# Required work
Copy out each line in the material below that has the word "again".
──────── Data in this exercise ────────
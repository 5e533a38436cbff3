//! Infinite lines in 3D.

use crate::error::Result;
use crate::rational::Rational;

use super::plane::Plane3;
use super::types::{Vector3, Vertex3};

/// Line through `origin` along `direction` (non-zero, unchecked).
#[derive(Clone, Debug, PartialEq, Eq, Hash)]
pub struct Line3 {
    origin: Vertex3,
    direction: Vector3,
}

impl Line3 {
    #[inline]
    pub fn new(origin: Vertex3, direction: Vector3) -> Self {
        Self { origin, direction }
    }

    /// Line through `a` and `b`, parametrised so that `a` sits at 0 and `b` at 1.
    pub fn from_two_points(a: &Vertex3, b: &Vertex3) -> Self {
        Self::new(a.clone(), b - a)
    }

    #[inline]
    pub fn origin(&self) -> &Vertex3 {
        &self.origin
    }

    #[inline]
    pub fn direction(&self) -> &Vector3 {
        &self.direction
    }

    /// `origin + direction * t`.
    pub fn point_at(&self, t: &Rational) -> Vertex3 {
        &self.origin + &(&self.direction * t)
    }

    pub fn contains(&self, pt: &Vertex3) -> bool {
        self.direction.is_parallel_to(&(pt - &self.origin))
    }

    pub fn is_parallel_to(&self, other: &Line3) -> bool {
        self.direction.is_parallel_to(&other.direction)
    }

    pub fn is_parallel_to_plane(&self, plane: &Plane3) -> bool {
        self.direction.is_perpendicular_to(plane.normal())
    }

    /// True iff the lines meet in exactly one point (not parallel, coplanar).
    pub fn intersects(&self, other: &Line3) -> bool {
        if self.is_parallel_to(other) {
            return false;
        }
        let n = self.direction.cross(&other.direction);
        n.is_perpendicular_to(&(&other.origin - &self.origin))
    }

    pub fn is_coincident_with(&self, other: &Line3) -> bool {
        self.is_parallel_to(other) && self.contains(&other.origin)
    }

    /// Orthogonal projection of `pt` onto the line.
    pub fn nearest_point_to(&self, pt: &Vertex3) -> Result<Vertex3> {
        Ok(self.point_at(&self.scaled_coordinate_of(pt)?))
    }

    /// Parameter `t` of the projection of `pt`, in units of `direction`.
    pub fn scaled_coordinate_of(&self, pt: &Vertex3) -> Result<Rational> {
        (pt - &self.origin).scaled_length_along(&self.direction)
    }
}
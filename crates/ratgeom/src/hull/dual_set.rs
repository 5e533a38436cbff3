//! Append-only set that stores an item or its dual, never both.

use std::collections::HashMap;
use std::hash::Hash;

/// Items in insertion order plus an index map, keyed so that an item and
/// `dual(item)` share one slot.
///
/// Slot `i` holds the stored orientation; index `!i` (bitwise complement,
/// always negative) names the dual of what slot `i` holds. With the edge
/// reversal as `dual`, this indexes undirected edges while keeping direction
/// in the sign of the index.
#[derive(Clone, Debug)]
pub struct DualIndexedSet<T, F> {
    items: Vec<T>,
    indices: HashMap<T, usize>,
    dual: F,
}

impl<T, F> DualIndexedSet<T, F>
where
    T: Clone + Eq + Hash,
    F: Fn(&T) -> T,
{
    pub fn new(dual: F) -> Self {
        Self {
            items: Vec::new(),
            indices: HashMap::new(),
            dual,
        }
    }

    /// Number of slots (an item and its dual count once).
    #[inline]
    pub fn len(&self) -> usize {
        self.items.len()
    }

    #[inline]
    pub fn is_empty(&self) -> bool {
        self.items.is_empty()
    }

    pub fn contains(&self, item: &T) -> bool {
        self.index_of(item).is_some()
    }

    /// Slot of `item`, complemented when only its dual is stored.
    pub fn index_of(&self, item: &T) -> Option<isize> {
        if let Some(&i) = self.indices.get(item) {
            return Some(i as isize);
        }
        self.indices.get(&(self.dual)(item)).map(|&i| !(i as isize))
    }

    /// Item at `index`; a negative index yields the dual of slot `!index`.
    pub fn get(&self, index: isize) -> Option<T> {
        if index < 0 {
            self.items.get(!index as usize).map(|t| (self.dual)(t))
        } else {
            self.items.get(index as usize).cloned()
        }
    }

    /// Index of `item`, inserting it first if neither it nor its dual is
    /// present. The flag is true iff a new slot was created.
    pub fn ensure_added(&mut self, item: T) -> (isize, bool) {
        if let Some(index) = self.index_of(&item) {
            return (index, false);
        }
        let slot = self.items.len();
        self.indices.insert(item.clone(), slot);
        self.items.push(item);
        (slot as isize, true)
    }

    /// Stored orientations in slot order.
    pub fn iter(&self) -> impl Iterator<Item = &T> + '_ {
        self.items.iter()
    }
}
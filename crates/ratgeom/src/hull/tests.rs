//! Hull state machine, polygon/polyhedron validation and edge bookkeeping.

use std::collections::HashSet;

use super::*;
use crate::error::GeomError;
use crate::geom3::Vector3;
use crate::rational::Rational;
use rand::rngs::StdRng;
use rand::seq::SliceRandom;
use rand::{Rng, SeedableRng};

fn v(x: i64, y: i64, z: i64) -> Vertex3 {
    Vertex3::new(x, y, z)
}

fn q(n: i64, d: i64) -> Rational {
    Rational::new(n, d).unwrap()
}

fn init_tracing() {
    let _ = tracing_subscriber::fmt().with_test_writer().try_init();
}

fn tetra() -> Vec<Vertex3> {
    vec![v(0, 0, 0), v(1, 0, 0), v(0, 1, 0), v(0, 0, 1)]
}

fn cube() -> Vec<Vertex3> {
    let mut pts = Vec::new();
    for x in 0..2 {
        for y in 0..2 {
            for z in 0..2 {
                pts.push(v(x, y, z));
            }
        }
    }
    pts
}

fn solid(hull: &ConvexHull) -> &Polyhedron {
    match hull {
        ConvexHull::Polyhedron(p) => p,
        other => panic!("expected a polyhedron, got {other:?}"),
    }
}

fn vertex_set(hull: &ConvexHull) -> HashSet<Vertex3> {
    hull.vertices().into_iter().collect()
}

fn random_points(rng: &mut StdRng, n: usize, r: i64) -> Vec<Vertex3> {
    (0..n)
        .map(|_| v(rng.gen_range(-r..=r), rng.gen_range(-r..=r), rng.gen_range(-r..=r)))
        .collect()
}

#[test]
fn dual_set_shares_slot_with_reverse() {
    let mut set = DualIndexedSet::new(|e: &(i32, i32)| (e.1, e.0));
    assert!(set.is_empty());
    assert_eq!(set.ensure_added((1, 2)), (0, true));
    assert_eq!(set.ensure_added((2, 3)), (1, true));
    assert_eq!(set.ensure_added((1, 2)), (0, false));
    assert_eq!(set.ensure_added((3, 2)), (!1, false));
    assert_eq!(set.len(), 2);
    assert_eq!(set.index_of(&(2, 1)), Some(!0));
    assert_eq!(set.index_of(&(7, 8)), None);
    assert!(set.contains(&(3, 2)) && !set.contains(&(1, 3)));
    assert_eq!(set.get(!1), Some((3, 2)));
    assert_eq!(set.get(1), Some((2, 3)));
    assert_eq!(set.get(5), None);
    assert_eq!(set.iter().copied().collect::<Vec<_>>(), vec![(1, 2), (2, 3)]);
}

#[test]
fn early_states() {
    let h = ConvexHull::default();
    assert_eq!(h.dimension(), None);
    assert_eq!(h.point_status(&v(0, 0, 0)), PointStatus::Outside);
    let h = h.add(&v(1, 2, 3)).unwrap();
    assert_eq!(h, ConvexHull::SinglePoint(v(1, 2, 3)));
    assert_eq!(h.add(&v(1, 2, 3)).unwrap(), h);
    assert_eq!(h.point_status(&v(1, 2, 3)), PointStatus::OnCorner);
    let h = h.add(&v(0, 0, 0)).unwrap();
    assert_eq!(h, ConvexHull::LineSegment(v(1, 2, 3), v(0, 0, 0)));
    assert_eq!(h.dimension(), Some(1));
}

#[test]
fn collinear_points_stay_a_segment() {
    let h = ConvexHull::from_points(&[v(0, 0, 0), v(1, 1, 1), v(3, 3, 3)]).unwrap();
    assert_eq!(h, ConvexHull::LineSegment(v(0, 0, 0), v(3, 3, 3)));
    let h = h.add(&v(-1, -1, -1)).unwrap();
    assert_eq!(h, ConvexHull::LineSegment(v(-1, -1, -1), v(3, 3, 3)));
    assert_eq!(h.add(&v(2, 2, 2)).unwrap(), h);
    assert_eq!(h.point_status(&v(1, 1, 1)), PointStatus::OnEdge);
    assert_eq!(h.point_status(&v(4, 4, 4)), PointStatus::Outside);
    assert_eq!(h.point_status(&v(1, 1, 0)), PointStatus::Outside);
}

#[test]
fn square_grows_by_splicing() {
    let h = ConvexHull::from_points(&[v(0, 0, 0), v(1, 0, 0), v(1, 1, 0), v(0, 1, 0)]).unwrap();
    let ConvexHull::Polygon(p) = &h else {
        panic!("expected a polygon, got {h:?}");
    };
    assert_eq!(p.len(), 4);
    assert_eq!(p.point_status(&v(0, 1, 0)), PointStatus::OnCorner);
    assert_eq!(
        p.point_status(&Vertex3::new(q(1, 2), 0, 0)),
        PointStatus::OnEdge
    );
    assert_eq!(
        p.point_status(&Vertex3::new(q(1, 2), q(1, 3), 0)),
        PointStatus::OnFace
    );
    assert_eq!(p.point_status(&v(2, 0, 0)), PointStatus::Outside);
    assert_eq!(
        p.point_status(&Vertex3::new(q(1, 2), q(1, 2), 1)),
        PointStatus::Outside
    );

    let inner = h.add(&Vertex3::new(q(1, 2), q(1, 2), 0)).unwrap();
    assert_eq!(inner, h);

    let grown = h.add(&v(2, 0, 0)).unwrap();
    let expected: HashSet<_> = [v(0, 0, 0), v(2, 0, 0), v(1, 1, 0), v(0, 1, 0)].into();
    assert_eq!(vertex_set(&grown), expected);
    assert_eq!(grown.point_status(&v(1, 0, 0)), PointStatus::OnEdge);
}

#[test]
fn tetrahedron_is_closed_manifold() {
    init_tracing();
    let h = ConvexHull::from_points(&tetra()).unwrap();
    let p = solid(&h);
    assert_eq!(p.faces().len(), 4);
    assert_eq!(p.edge_count(), 6);
    assert!(p.faces().iter().all(|f| f.len() == 3));

    let mut owner = std::collections::HashMap::new();
    for (fi, f) in p.faces().iter().enumerate() {
        for e in f.edges() {
            let key = (e.start().clone(), e.end().clone());
            assert!(owner.insert(key, fi).is_none(), "directed edge used twice");
        }
    }
    assert_eq!(owner.len(), 12);
    for ((a, b), fi) in &owner {
        let back = owner[&(b.clone(), a.clone())];
        assert_ne!(back, *fi);
    }
}

#[test]
fn tetrahedron_point_status() {
    let h = ConvexHull::from_points(&tetra()).unwrap();
    assert_eq!(h.dimension(), Some(3));
    assert_eq!(h.point_status(&v(0, 0, 1)), PointStatus::OnCorner);
    assert_eq!(h.point_status(&Vertex3::new(q(1, 2), 0, 0)), PointStatus::OnEdge);
    assert_eq!(
        h.point_status(&Vertex3::new(q(1, 4), q(1, 4), 0)),
        PointStatus::OnFace
    );
    assert_eq!(
        h.point_status(&Vertex3::new(q(1, 3), q(1, 3), q(1, 3))),
        PointStatus::OnFace
    );
    assert_eq!(
        h.point_status(&Vertex3::new(q(1, 8), q(1, 8), q(1, 8))),
        PointStatus::Inside
    );
    assert_eq!(h.point_status(&v(1, 1, 1)), PointStatus::Outside);
    assert_eq!(h.point_status(&v(-1, 0, 0)), PointStatus::Outside);
}

#[test]
fn interior_point_is_a_no_op() {
    let h = ConvexHull::from_points(&tetra()).unwrap();
    let centroid = Vertex3::new(q(1, 4), q(1, 4), q(1, 4));
    assert_eq!(h.point_status(&centroid), PointStatus::Inside);
    let h2 = h.add(&centroid).unwrap();
    assert_eq!(h2, h);
    for p in tetra() {
        assert_eq!(h2.point_status(&p), h.point_status(&p));
    }
}

#[test]
fn cube_faces_merge_into_squares() {
    init_tracing();
    let h = ConvexHull::from_points(&cube()).unwrap();
    let p = solid(&h);
    assert_eq!(p.faces().len(), 6);
    assert!(p.faces().iter().all(|f| f.len() == 4));
    assert_eq!(p.edge_count(), 12);
    assert_eq!(p.vertices().len(), 8);
    let mid = Vertex3::new(q(1, 2), q(1, 2), q(1, 2));
    assert_eq!(h.point_status(&mid), PointStatus::Inside);
    assert_eq!(
        h.point_status(&Vertex3::new(q(1, 2), q(1, 2), 1)),
        PointStatus::OnFace
    );
}

#[test]
fn point_collinear_with_an_edge_drops_the_old_corner() {
    let h = ConvexHull::from_points(&tetra()).unwrap();
    let h = h.add(&v(2, 0, 0)).unwrap();
    let expected: HashSet<_> = [v(0, 0, 0), v(2, 0, 0), v(0, 1, 0), v(0, 0, 1)].into();
    assert_eq!(vertex_set(&h), expected);
    assert_eq!(h.point_status(&v(1, 0, 0)), PointStatus::OnEdge);
    assert_eq!(solid(&h).faces().len(), 4);
}

#[test]
fn polygon_validation() {
    assert!(matches!(
        Polygon::new(vec![v(0, 0, 0), v(1, 0, 0)]),
        Err(GeomError::InvalidGeometry { .. })
    ));
    assert!(matches!(
        Polygon::new(vec![v(0, 0, 0), v(1, 0, 0), v(2, 0, 0)]),
        Err(GeomError::InvalidGeometry { .. })
    ));
    // Self-intersecting ring.
    assert!(matches!(
        Polygon::new(vec![v(0, 0, 0), v(1, 0, 0), v(0, 1, 0), v(1, 1, 0)]),
        Err(GeomError::InvalidGeometry { .. })
    ));
    assert!(matches!(
        Polygon::new(vec![v(0, 0, 0), v(1, 0, 0), v(1, 1, 0), v(0, 1, 1)]),
        Err(GeomError::InvalidGeometry { .. })
    ));
    // Middle vertex on an edge.
    assert!(matches!(
        Polygon::new(vec![v(0, 0, 0), v(1, 0, 0), v(2, 0, 0), v(0, 1, 0)]),
        Err(GeomError::InvalidGeometry { .. })
    ));
}

#[test]
fn polygon_flip_and_edges() {
    let p = Polygon::new(vec![v(0, 0, 0), v(1, 0, 0), v(0, 1, 0)]).unwrap();
    assert_eq!(p.normal(), &Vector3::new(0, 0, 1));
    let f = p.flip().unwrap();
    assert_eq!(f.normal(), &Vector3::new(0, 0, -1));
    assert_eq!(p.flip_to_include(&v(0, 0, -1)).unwrap(), p);
    assert_eq!(p.flip_to_include(&v(0, 0, 1)).unwrap(), f);
    assert_eq!(p.flip_to_include(&v(5, 5, 0)), Err(GeomError::Coplanar));

    let edges: Vec<_> = p.edges().collect();
    assert_eq!(edges.len(), 3);
    assert_eq!(edges[2].start(), &v(0, 1, 0));
    assert_eq!(edges[2].end(), &v(0, 0, 0));
    assert_eq!(edges[2].beyond(), &v(1, 0, 0));
    for e in &edges {
        assert!(e.plane().includes(e.beyond()));
        assert!(e.plane().contains(e.start()) && e.plane().contains(e.end()));
        assert!(e.line().contains(e.end()));
    }
}

#[test]
fn polyhedron_validation() {
    let h = ConvexHull::from_points(&tetra()).unwrap();
    let faces: Vec<Polygon> = solid(&h).faces().iter().map(|f| (**f).clone()).collect();
    assert_eq!(&Polyhedron::new(faces.clone()).unwrap(), solid(&h));

    let open = Polyhedron::new(faces[..3].to_vec());
    assert!(matches!(open, Err(GeomError::InvalidGeometry { .. })));

    let tri = Polygon::new(vec![v(0, 0, 0), v(1, 0, 0), v(0, 1, 0)]).unwrap();
    let pillow = Polyhedron::new(vec![tri.clone(), tri.flip().unwrap()]);
    assert!(matches!(pillow, Err(GeomError::InvalidGeometry { .. })));

    let twice = Polyhedron::new(vec![tri.clone(), tri]);
    assert!(matches!(twice, Err(GeomError::InvalidGeometry { .. })));
}

#[test]
fn added_points_never_fall_outside() {
    init_tracing();
    for seed in 0..6u64 {
        let mut rng = StdRng::seed_from_u64(seed);
        let pts = random_points(&mut rng, 24, 3);
        let mut hull = ConvexHull::Empty;
        for (i, p) in pts.iter().enumerate() {
            hull = hull.add(p).unwrap();
            for seen in &pts[..=i] {
                assert_ne!(
                    hull.point_status(seen),
                    PointStatus::Outside,
                    "seed {seed}, after {i} points"
                );
            }
        }
    }
}

#[test]
fn insertion_order_does_not_matter() {
    let mut rng = StdRng::seed_from_u64(7);
    let pts = random_points(&mut rng, 20, 4);
    let base = ConvexHull::from_points(&pts).unwrap();
    let statuses: Vec<_> = pts.iter().map(|p| base.point_status(p)).collect();
    for _ in 0..4 {
        let mut shuffled = pts.clone();
        shuffled.shuffle(&mut rng);
        let other = ConvexHull::from_points(&shuffled).unwrap();
        assert_eq!(vertex_set(&other), vertex_set(&base));
        let again: Vec<_> = pts.iter().map(|p| other.point_status(p)).collect();
        assert_eq!(again, statuses);
    }
}
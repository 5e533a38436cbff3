//! Crate-wide error type.
//!
//! All failures are fail-fast: the operation that detects one aborts and
//! nothing is downgraded or retried internally.

use thiserror::Error;

/// Why an intersection of two lines/planes has no single answer.
#[derive(Clone, Copy, Debug, Error, PartialEq, Eq, Hash)]
pub enum IntersectionFailed {
    #[error("the operands coincide")]
    Coincident,
    #[error("the operands are parallel and distinct")]
    Parallel,
    #[error("the lines are skew")]
    Skew,
}

#[derive(Clone, Debug, Error, PartialEq, Eq)]
pub enum GeomError {
    /// A rational was formed with a zero denominator.
    #[error("denominator of a rational number cannot be zero")]
    DivideByZero,

    /// Fixed-width integer or float conversion out of range under an erroring policy.
    #[error("value does not fit the target representation")]
    Overflow,

    /// Infinity or NaN bit pattern; has no exact rational value.
    #[error("floating-point value is not representable as a rational")]
    NotRepresentable,

    #[error("points are colinear")]
    Colinear,

    #[error("point lies in the plane")]
    Coplanar,

    /// A polygon or polyhedron failed its construction-time integrity check.
    #[error("invalid geometry: {reason}")]
    InvalidGeometry { reason: &'static str },

    /// An internal step bound was exhausted. Indicates a bug, not bad input.
    #[error("internal logic error: {reason}")]
    Logic { reason: &'static str },

    #[error("intersection failed: {0}")]
    Intersection(#[from] IntersectionFailed),
}

impl GeomError {
    pub(crate) fn invalid(reason: &'static str) -> Self {
        Self::InvalidGeometry { reason }
    }

    pub(crate) fn logic(reason: &'static str) -> Self {
        tracing::error!(reason, "hull step bound exhausted");
        Self::Logic { reason }
    }
}

pub type Result<T> = std::result::Result<T, GeomError>;
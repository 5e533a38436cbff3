//! Exact pairwise intersections of lines and planes.
//!
//! Each routine first classifies the degenerate cases, in the order
//! coincident → parallel → skew, and reports them as
//! `GeomError::Intersection(IntersectionFailed::…)`. Otherwise the point is
//! found by interpolating the line parameter at which a projected
//! displacement crosses zero.

use num_traits::Zero;

use crate::error::{IntersectionFailed, Result};
use crate::rational::Rational;

use super::line::Line3;
use super::plane::Plane3;
use super::types::{Vector3, Vertex3};

/// Exact intersection with `Rhs`.
pub trait Intersect<Rhs: ?Sized = Self> {
    type Output;
    fn intersect(&self, rhs: &Rhs) -> Result<Self::Output>;
}

/// `y1 + (y2 − y1)(x3 − x1)/(x2 − x1)`. Errors with `DivideByZero` when `x1 == x2`.
pub fn interpolate(
    x1: &Rational,
    y1: &Rational,
    x2: &Rational,
    y2: &Rational,
    x3: &Rational,
) -> Result<Rational> {
    let t = (x3 - x1).checked_div(&(x2 - x1))?;
    Ok(y1 + &((y2 - y1) * t))
}

/// Vertex form of [`interpolate`].
pub fn interpolate_vertex(
    x1: &Rational,
    y1: &Vertex3,
    x2: &Rational,
    y2: &Vertex3,
    x3: &Rational,
) -> Result<Vertex3> {
    let t = (x3 - x1).checked_div(&(x2 - x1))?;
    Ok(y1 + &((y2 - y1) * t))
}

/// Point of `line` whose displacement from `anchor`, measured along `axis`, is zero.
fn crossing(line: &Line3, anchor: &Vertex3, axis: &Vector3) -> Result<Vertex3> {
    let tip = line.origin() + line.direction();
    let x1 = (line.origin() - anchor).scaled_length_along(axis)?;
    let x2 = (&tip - anchor).scaled_length_along(axis)?;
    interpolate_vertex(&x1, line.origin(), &x2, &tip, &Rational::zero())
}

impl Intersect for Line3 {
    type Output = Vertex3;

    fn intersect(&self, other: &Line3) -> Result<Vertex3> {
        if self.is_coincident_with(other) {
            return Err(IntersectionFailed::Coincident.into());
        }
        if self.is_parallel_to(other) {
            return Err(IntersectionFailed::Parallel.into());
        }
        if !self.intersects(other) {
            return Err(IntersectionFailed::Skew.into());
        }
        let convergence = other.direction().component_ortho(self.direction())?;
        crossing(other, self.origin(), &convergence)
    }
}

impl Intersect<Plane3> for Line3 {
    type Output = Vertex3;

    fn intersect(&self, plane: &Plane3) -> Result<Vertex3> {
        if plane.contains_line(self) {
            return Err(IntersectionFailed::Coincident.into());
        }
        if plane.is_parallel_to_line(self) {
            return Err(IntersectionFailed::Parallel.into());
        }
        let convergence = self.direction().component_along(plane.normal())?;
        crossing(self, plane.origin(), &convergence)
    }
}

impl Intersect<Line3> for Plane3 {
    type Output = Vertex3;

    #[inline]
    fn intersect(&self, line: &Line3) -> Result<Vertex3> {
        line.intersect(self)
    }
}

impl Intersect for Plane3 {
    type Output = Line3;

    /// Line along `n1 × n2`. Its origin is where the in-plane line of `self`
    /// with direction `(n1 × n2) × n1` meets `other`.
    fn intersect(&self, other: &Plane3) -> Result<Line3> {
        if self.is_coincident_with(other) {
            return Err(IntersectionFailed::Coincident.into());
        }
        if self.is_parallel_to(other) {
            return Err(IntersectionFailed::Parallel.into());
        }
        let binormal = self.normal().cross(other.normal());
        let in_plane = Line3::new(self.origin().clone(), binormal.cross(self.normal()));
        let point = in_plane.intersect(other)?;
        Ok(Line3::new(point, binormal))
    }
}
//! Operator forwarding: implement `&A op &B` once, get the owned variants.

/// Given `impl Op<&B> for &A`, derive `A op B`, `&A op B` and `A op &B`.
macro_rules! forward_binop {
    (impl $imp:ident, $method:ident for $lhs:ty, $rhs:ty => $out:ty) => {
        impl $imp<$rhs> for $lhs {
            type Output = $out;
            #[inline]
            fn $method(self, rhs: $rhs) -> $out {
                $imp::$method(&self, &rhs)
            }
        }
        impl<'a> $imp<$rhs> for &'a $lhs {
            type Output = $out;
            #[inline]
            fn $method(self, rhs: $rhs) -> $out {
                $imp::$method(self, &rhs)
            }
        }
        impl<'b> $imp<&'b $rhs> for $lhs {
            type Output = $out;
            #[inline]
            fn $method(self, rhs: &'b $rhs) -> $out {
                $imp::$method(&self, rhs)
            }
        }
    };
}

/// `x op= y` in terms of `&x op &y`, for owned and borrowed right-hand sides.
macro_rules! forward_assign {
    (impl $imp:ident, $method:ident, $op:ident::$opm:ident for $lhs:ty, $rhs:ty) => {
        impl $imp<$rhs> for $lhs {
            #[inline]
            fn $method(&mut self, rhs: $rhs) {
                *self = $op::$opm(&*self, &rhs);
            }
        }
        impl<'b> $imp<&'b $rhs> for $lhs {
            #[inline]
            fn $method(&mut self, rhs: &'b $rhs) {
                *self = $op::$opm(&*self, rhs);
            }
        }
    };
}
────────
# Output for this exercise
        let again: Vec<_> = pts.iter().map(|p| other.point_status(p)).collect();
        assert_eq!(again, statuses);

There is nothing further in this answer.